Your type of cancer
Localized prostate cancer
Localized prostate cancer is contained within the prostate, in other words it has not spread outside of the prostate. Many localized cancers are often not very aggressive and tend to grow slowly. Because of this, chances are high that this type of cancer will not cause you any problems in your lifetime. However, some localized cancers grow more quickly than others and can spread to other parts of your body.
There is no perfect treatment for localized cancer; each treatment has its strengths and weaknesses. A radical prostatectomy (the complete removal of the prostate) or a radiation therapy treatment can be done, but simply keeping a close watch can be enough to find any cancerous growths in time. Discuss the possible courses of treatment with your urologist.
Locally advanced prostate cancer
Locally advanced prostate cancer is cancer that has begun to break out of the prostate, but not too far. It may have spread beyond the boundaries of the prostate (capsule) into the neighbouring regions of the seminal vesicles, pelvic nodes, bladder, rectum, or pelvic lining.
Selecting the best treatment depends on the extent of the cancer’s spread.
- Hormone therapy
- Radiotherapy with hormone therapy with or without brachytherapy
- Radical prostatectomy, the complete removal of the prostate (in rare cases)
Metastatic prostate cancer
Metastatic prostate cancer, is cancer that has spread to other parts of your body — far from your prostate. Metastases originating from the prostate most often develop in the bones and lymph nodes. Bone pain, fatigue, and weight loss are all symptoms associated of advanced cancer. Advanced prostate cancer cannot be cured. There are, however, many treatments that can help to reduce symptoms and keep your cancer under control for several years. The preferred treatment for metastatic prostate cancer is hormone therapy. Hormone therapy reduces the level of testosterone (castration). It can be done surgically by removing the testicles or medically with injections or drugs.
In recent years, several treatments (chemotherapy and new generagtion hormone therapy) initially used after conventional hormone therapy has failed – meaning castrate resistant prostate cancer – are now sometimes used when a new metastatic prostate cancer diagnosis is made.
Other types of prostate cancer
The recurrence of cancer can happen when some cancer cells survive after your initial treatment. Cancer can recur in the same place or it can be detected in another part of your body. The latter is also known as a metastatic recurrence. The next treatment step depends on the location of the recurrence.
Castrate resistant prostate cancer (CRPC)
Hormone therapy can keep the spread of cancer under control for a number of years. However, with time, the cancer may become castrate resistant and start to grow again. That is to say, cancer is able to replicate despite castration (the low level of testosterone). Treatments for cancers that no longer respond to hormone therapy exist, but are dependent on whether or not metastases are present.

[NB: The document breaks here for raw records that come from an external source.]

//! A small chunked, lazily-evaluated array runtime.
//!
//! Arrays are descriptions of a computation: building one (loading a source,
//! taking a mean, grouping by day of year) only records a graph node. Work
//! happens when the array is materialized with [`LazyArray::compute`],
//! [`LazyArray::compute_mean`] or [`LazyArray::to_file`]. Evaluation is spread
//! across blocks on the current rayon pool.
//!
//! The benchmark harness treats this module as a black box with measurable
//! latency.

mod chunks;
mod graph;
mod store;
mod time;

use std::path::{Path, PathBuf};
use std::sync::Arc;

use thiserror::Error;

pub use chunks::{ChunkDescriptor, Chunking, AUTO_CHUNK_BYTES, WHOLE_AXIS};
pub use graph::GroupStrategy;
pub use store::{open_mfdataset, write_dataset};

use graph::Node;

/// Bytes per element. Every array holds `f64` values.
pub const ITEMSIZE: usize = std::mem::size_of::<f64>();

/// Bytes needed to hold an array of `shape`, or `None` if that overflows.
pub fn shape_nbytes(shape: &[usize]) -> Option<usize> {
    shape
        .iter()
        .try_fold(ITEMSIZE, |bytes, &len| bytes.checked_mul(len))
}

/// Failures raised by the array runtime.
#[derive(Debug, Error)]
pub enum ArrayError {
    #[error("unknown dimension '{0}'")]
    UnknownDimension(String),

    #[error("invalid chunk size {size} for dimension '{dim}'")]
    InvalidChunk { dim: String, size: i64 },

    #[error("shape mismatch: {0}")]
    ShapeMismatch(String),

    #[error("no coordinate for dimension '{0}'")]
    MissingCoordinate(String),

    #[error("unsupported time units '{0}'")]
    TimeUnits(String),

    #[error("variable '{var}' not found in {path}")]
    MissingVariable { var: String, path: PathBuf },

    #[error("malformed array file {path}: {reason}")]
    Format { path: PathBuf, reason: String },

    #[error("no files match '{0}'")]
    NoFiles(String),

    #[error(transparent)]
    Io(#[from] std::io::Error),
}

/// Labelled values along one dimension.
#[derive(Debug, Clone, PartialEq)]
pub struct Coordinate {
    pub name: String,
    pub values: Arc<[f64]>,
    /// CF-style units, e.g. `days since 2001-01-01`.
    pub units: Option<String>,
}

impl Coordinate {
    /// `0, 1, .., len - 1` along `name`.
    pub fn arange(name: impl Into<String>, len: usize, units: Option<&str>) -> Self {
        Self {
            name: name.into(),
            values: (0..len).map(|i| i as f64).collect(),
            units: units.map(str::to_string),
        }
    }
}

/// How to label positions along an axis before grouping.
#[derive(Debug, Clone, Copy, PartialEq, Eq)]
pub enum GroupKey {
    /// Calendar day of year decoded from a `days since ...` time coordinate.
    DayOfYear,
}

/// A lazily-evaluated, chunked n-dimensional array of `f64`.
#[derive(Debug, Clone)]
pub struct LazyArray {
    name: String,
    dims: Vec<String>,
    shape: Vec<usize>,
    chunks: Vec<Vec<usize>>,
    coords: Vec<Coordinate>,
    node: Arc<Node>,
}

impl LazyArray {
    /// Uniform random values in `[0, 1)`, generated block by block from `seed`.
    pub fn random(
        name: impl Into<String>,
        dims: Vec<String>,
        shape: Vec<usize>,
        coords: Vec<Coordinate>,
        chunking: &Chunking,
        seed: u64,
    ) -> Result<Self, ArrayError> {
        let chunks = chunking.normalize(&dims, &shape)?;
        Ok(Self {
            name: name.into(),
            dims,
            shape,
            chunks,
            coords,
            node: Arc::new(Node::Random { seed }),
        })
    }

    pub(crate) fn from_node(
        name: String,
        dims: Vec<String>,
        shape: Vec<usize>,
        chunks: Vec<Vec<usize>>,
        coords: Vec<Coordinate>,
        node: Node,
    ) -> Self {
        Self {
            name,
            dims,
            shape,
            chunks,
            coords,
            node: Arc::new(node),
        }
    }

    pub fn name(&self) -> &str {
        &self.name
    }

    pub fn dims(&self) -> &[String] {
        &self.dims
    }

    pub fn shape(&self) -> &[usize] {
        &self.shape
    }

    /// Block sizes along each axis.
    pub fn chunks(&self) -> &[Vec<usize>] {
        &self.chunks
    }

    pub fn coords(&self) -> &[Coordinate] {
        &self.coords
    }

    /// Length of a named dimension.
    pub fn size_of(&self, dim: &str) -> Option<usize> {
        self.dims.iter().position(|d| d == dim).map(|i| self.shape[i])
    }

    /// Number of elements.
    pub fn len(&self) -> usize {
        self.shape.iter().product()
    }

    pub fn is_empty(&self) -> bool {
        self.len() == 0
    }

    /// Size of the materialized array in bytes.
    pub fn nbytes(&self) -> u64 {
        (self.len() * ITEMSIZE) as u64
    }

    pub fn coord(&self, dim: &str) -> Option<&Coordinate> {
        self.coords.iter().find(|c| c.name == dim)
    }

    fn axis_of(&self, dim: &str) -> Result<usize, ArrayError> {
        self.dims
            .iter()
            .position(|d| d == dim)
            .ok_or_else(|| ArrayError::UnknownDimension(dim.to_string()))
    }

    /// Mean along `dim`, dropping that dimension.
    pub fn mean_over(&self, dim: &str) -> Result<LazyArray, ArrayError> {
        let axis = self.axis_of(dim)?;
        let mut dims = self.dims.clone();
        let mut shape = self.shape.clone();
        let mut chunks = self.chunks.clone();
        dims.remove(axis);
        shape.remove(axis);
        chunks.remove(axis);
        let coords = self.coords.iter().filter(|c| c.name != dim).cloned().collect();

        Ok(Self::from_node(
            self.name.clone(),
            dims,
            shape,
            chunks,
            coords,
            Node::Mean {
                input: self.clone(),
                axis,
            },
        ))
    }

    /// Group positions along `dim` by `key` and take the mean of each group.
    ///
    /// The grouped dimension is replaced by one named after the key, holding
    /// one entry per distinct label in ascending order.
    pub fn groupby_mean(
        &self,
        dim: &str,
        key: GroupKey,
        strategy: GroupStrategy,
    ) -> Result<LazyArray, ArrayError> {
        let axis = self.axis_of(dim)?;
        let coord = self
            .coord(dim)
            .ok_or_else(|| ArrayError::MissingCoordinate(dim.to_string()))?;

        let (group_dim, groups) = match key {
            GroupKey::DayOfYear => ("dayofyear", time::day_of_year_groups(coord)?),
        };
        let ngroups = groups.labels.len();

        let mut dims = self.dims.clone();
        let mut shape = self.shape.clone();
        let mut chunks = self.chunks.clone();
        dims[axis] = group_dim.to_string();
        shape[axis] = ngroups;
        chunks[axis] = match strategy {
            // One output block per group, as a plain groupby produces.
            GroupStrategy::Gather => vec![1; ngroups],
            GroupStrategy::Blocked => vec![ngroups],
        };
        let coords = self
            .coords
            .iter()
            .filter(|c| c.name != dim)
            .cloned()
            .chain(std::iter::once(Coordinate {
                name: group_dim.to_string(),
                values: groups.labels.iter().map(|&l| l as f64).collect(),
                units: None,
            }))
            .collect();

        Ok(Self::from_node(
            self.name.clone(),
            dims,
            shape,
            chunks,
            coords,
            Node::GroupMean {
                input: self.clone(),
                axis,
                assignment: groups.assignment.into(),
                ngroups,
                strategy,
            },
        ))
    }

    /// Evaluate the graph, returning values in row-major order.
    pub fn compute(&self) -> Result<Vec<f64>, ArrayError> {
        graph::evaluate(self)
    }

    /// Evaluate the graph and reduce every element to a single mean.
    pub fn compute_mean(&self) -> Result<f64, ArrayError> {
        let values = self.compute()?;
        Ok(graph::mean_of(&values))
    }

    /// Materialize into a single-variable array file.
    pub fn to_file(&self, path: impl AsRef<Path>) -> Result<(), ArrayError> {
        write_dataset(path, &[self])
    }
}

Rare types of prostate cancer
The majority of men who have prostate cancer are diagnosed with adenocarcinoma, a malignant tumour in the glandular cells lining an organ. However, rare forms of prostate cancer also exist; the following are examples of such:
Leiomyosarcoma and rhabdomyosarcoma affect, respectively, smooth and striated prostatic muscle cells. These cancers don’t usually affect PSA levels, but often cause urinary problems. Sarcoma is found during biopsy, imaging or following a transurethral resection of the prostate used to treat urinary problems.
This cancer develops from neuroendocrine prostate cells. There are “small cell” neuroendocrine cancers and “large cell” neuroendocrine cancers that are much rarer and much less studied. Small cell carcinoma does not usually affect PSA levels and is often found following a biopsy or transurethral resection of the prostate that is used to treat urinary problems. This form of cancer tends to be aggressive, spreading to other parts of the body (metastases).
Transitional cell carcinoma
This cancer can start in the prostate, but more often than not, it starts in cancerous cells lining the urinary system (bladder, urethra, ureter, and kidney) and spreads to the prostate. This cancer is often diagnosed following a transurethral resection of the prostate.
Whether you are diagnosed with a rare form of prostate cancer or another less common type, such as ductal carcinoma, mucinous carcinoma, or signet ring carcinoma, ask your doctor to give you a detailed explanation of the cancer that you are affected by and its possible treatments.